Will’s jaw clenched still tighter, but he didn’t respond. Watching him, Taylor said, “Listen…if this all goes south — or further south — I’ll take full responsibility.”
“Why would you?”
“Snatching her from Ramirez was my call, and it was a bad call. We should have sent for backup the minute we located her. You would have if you’d been on your own. I fucked up.”
“You didn’t hold a gun to my head. We both fucked up. Now we’ve got to fix it. Fast.”
“Right. I just…want you to know that whatever happens, I won’t let it mess up your promotion.”
Will looked away from the road long enough to offer a disbelieving face. “Not this again. I already told you —”
“That you’re not sure you’ll accept the Paris tour. I know.”
“I haven’t decided anything.”
Taylor nodded. Realizing Will probably couldn’t see that gesture, he said again, “I know.”

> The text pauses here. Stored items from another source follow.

//! YM container reader (component J): decodes raw or YM6-style register
//! dumps into [`crate::model::YmFrame`] plus [`crate::model::SongMetadata`].

pub mod raw;
pub mod ym6;

use crate::error::{Result, Ym2snError};
use crate::model::SongMetadata;

/// A parsed song: its frames and whatever metadata the container carried.
pub struct ParsedSong {
    /// Decoded register frames, already built into the conversion model.
    pub frames: Vec<crate::model::YmFrame>,
    /// Header metadata (falls back to defaults for headerless formats).
    pub metadata: SongMetadata,
}

/// LHA/LZH archive magic bytes used by compressed `.ym` downloads in the wild.
const LHA_MAGIC_OFFSETS: [&[u8]; 2] = [b"-lh5-", b"-lh0-"];

/// Detect and parse a YM container from an in-memory buffer.
///
/// Recognises the `YM6!` header format and a bare raw 14-byte-per-frame
/// dump. Compressed payloads are detected (LHA/LZH magic within the first
/// 32 bytes) and rejected with [`Ym2snError::DecompressionError`] rather
/// than silently misparsed, since LHA decompression is out of scope here.
pub fn parse(data: &[u8]) -> Result<ParsedSong> {
    if let Some(method) = detect_lha(data) {
        return Err(Ym2snError::DecompressionError(format!(
            "input is LHA-compressed ({method}); decompress it before conversion"
        )));
    }

    if data.len() >= 4 && &data[0..4] == b"YM6!" {
        return ym6::parse(data);
    }

    let frames = raw::parse_frames(data)?;
    Ok(ParsedSong {
        frames,
        metadata: SongMetadata::default(),
    })
}

fn detect_lha(data: &[u8]) -> Option<&'static str> {
    let window = &data[..data.len().min(32)];
    for marker in LHA_MAGIC_OFFSETS {
        if window.windows(marker.len()).any(|w| w == marker) {
            return Some(std::str::from_utf8(marker).unwrap_or("lha"));
        }
    }
    None
}
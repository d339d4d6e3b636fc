//! Command-line front end: `ym2sn <input.ym> <output.vgm> [flags]`.
//!
//! Argument handling is done by hand against `std::env::args()` rather than
//! pulling in a parsing crate, matching the rest of this codebase's style.

use std::env;
use std::fs;
use std::process::ExitCode;

use anyhow::{bail, Context, Result};
use ym2sn::config::{ConversionConfig, LfsrTap};
use ym2sn::{reader, run_conversion, VgmWriter};

struct Args {
    input: String,
    output: String,
    config_path: Option<String>,
    clock: Option<u32>,
    lfsr_tap: Option<LfsrTap>,
    software_bass: bool,
    tuned_white_noise: bool,
    no_envelopes: bool,
    force_attenuation: bool,
    verbosity: u8,
}

fn parse_args() -> Result<Args> {
    let raw: Vec<String> = env::args().skip(1).collect();
    let mut software_bass = false;
    let mut tuned_white_noise = false;
    let mut no_envelopes = false;
    let mut force_attenuation = false;
    let mut clock = None;
    let mut lfsr_tap = None;
    let mut config_path = None;
    let mut verbosity = 0u8;

    let mut positional = Vec::new();
    let mut i = 0;
    while i < raw.len() {
        match raw[i].as_str() {
            "--software-bass" => software_bass = true,
            "--tuned-white-noise" => tuned_white_noise = true,
            "--no-envelopes" => no_envelopes = true,
            "--force-attenuation" => force_attenuation = true,
            "-v" => verbosity = verbosity.max(1),
            "-vv" => verbosity = verbosity.max(2),
            "--clock" => {
                i += 1;
                let value = raw.get(i).context("--clock requires a value")?;
                clock = Some(value.parse().context("--clock must be an integer")?);
            }
            "--lfsr-tap" => {
                i += 1;
                let value = raw.get(i).context("--lfsr-tap requires a value")?;
                lfsr_tap = Some(match value.as_str() {
                    "15" => LfsrTap::Bit15,
                    "16" => LfsrTap::Bit16,
                    other => bail!("unsupported --lfsr-tap value: {other}"),
                });
            }
            "--config" => {
                i += 1;
                config_path = Some(raw.get(i).context("--config requires a path")?.clone());
            }
            other if !other.starts_with('-') => positional.push(raw[i].clone()),
            other => bail!("unrecognised flag: {other}"),
        }
        i += 1;
    }

    if positional.len() != 2 {
        bail!("usage: ym2sn <input.ym> <output.vgm> [--software-bass] [--tuned-white-noise] [--no-envelopes] [--force-attenuation] [--clock HZ] [--lfsr-tap 15|16] [--config path.json] [-v|-vv]");
    }

    Ok(Args {
        input: positional[0].clone(),
        output: positional[1].clone(),
        config_path,
        clock,
        lfsr_tap,
        software_bass,
        tuned_white_noise,
        no_envelopes,
        force_attenuation,
        verbosity,
    })
}

fn build_config(args: &Args, metadata: &ym2sn::SongMetadata) -> Result<ConversionConfig> {
    let mut config = if let Some(path) = &args.config_path {
        let text = fs::read_to_string(path)
            .with_context(|| format!("failed to read config file {path}"))?;
        serde_json::from_str(&text).with_context(|| format!("failed to parse config file {path}"))?
    } else {
        ConversionConfig::default()
    };

    config.apply_metadata_defaults(metadata);
    if let Some(clock) = args.clock {
        config.target_clock_hz = clock;
    }
    if let Some(tap) = args.lfsr_tap {
        config.lfsr_tap = tap;
    }
    config.software_bass |= args.software_bass;
    config.tuned_white_noise |= args.tuned_white_noise;
    config.disable_envelopes |= args.no_envelopes;
    config.force_attenuation_mapping |= args.force_attenuation;
    Ok(config)
}

fn run() -> Result<()> {
    let args = parse_args()?;

    let level = match args.verbosity {
        0 => log::LevelFilter::Info,
        1 => log::LevelFilter::Debug,
        _ => log::LevelFilter::Trace,
    };
    env_logger::Builder::new().filter_level(level).init();

    let data = fs::read(&args.input).with_context(|| format!("failed to read {}", args.input))?;
    let song = reader::parse(&data).with_context(|| format!("failed to parse {}", args.input))?;
    log::info!(
        "loaded '{}' by '{}': {} frames at {} Hz",
        song.metadata.title,
        song.metadata.author,
        song.frames.len(),
        song.metadata.frame_rate_hz
    );

    let config = build_config(&args, &song.metadata)?;
    let (commands, report) = run_conversion(&song.frames, &config, song.metadata.loop_frame)
        .context("conversion failed")?;

    let mut writer = VgmWriter::new(config.target_clock_hz);
    for command in commands {
        writer.push(command).context("VGM encode error")?;
    }
    let bytes = writer.finish().context("failed to finalize VGM stream")?;
    fs::write(&args.output, bytes).with_context(|| format!("failed to write {}", args.output))?;

    log::info!(
        "wrote '{}': {} frames, {} octave folds, {} unreachable, {} bass/noise contentions",
        args.output,
        report.frames_processed,
        report.octave_fold_count,
        report.unreachable_silenced_count,
        report.bass_noise_contention_count,
    );
    Ok(())
}

fn main() -> ExitCode {
    if let Err(err) = run() {
        eprintln!("ym2sn: {err:#}");
        return ExitCode::FAILURE;
    }
    ExitCode::SUCCESS
}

“Really? Because every time this comes up, you make it sound like a foregone conclusion that I’m going.”
“No.”
“I haven’t made my mind up either way.”
“Yeah. Well…”
“Well what?”
He couldn’t tell him, but that was part of what hurt: the fact that Will was seriously weighing taking this overseas assignment.
“It’s just…ironic. I guess. We knew one of us would get marching orders, but —”
“We thought it would be you.”
“Yeah.”
Taylor was the senior agent and due for promotion, and he’d been back in the States longer than Will. Four years now. But in June, Will had been part of a protection detail for the French president’s wife during her stay in Southern California. Apparently he’d made such a favorable impression that a request had come through the highest channels that he be invited to fill a vacancy at the embassy in Paris.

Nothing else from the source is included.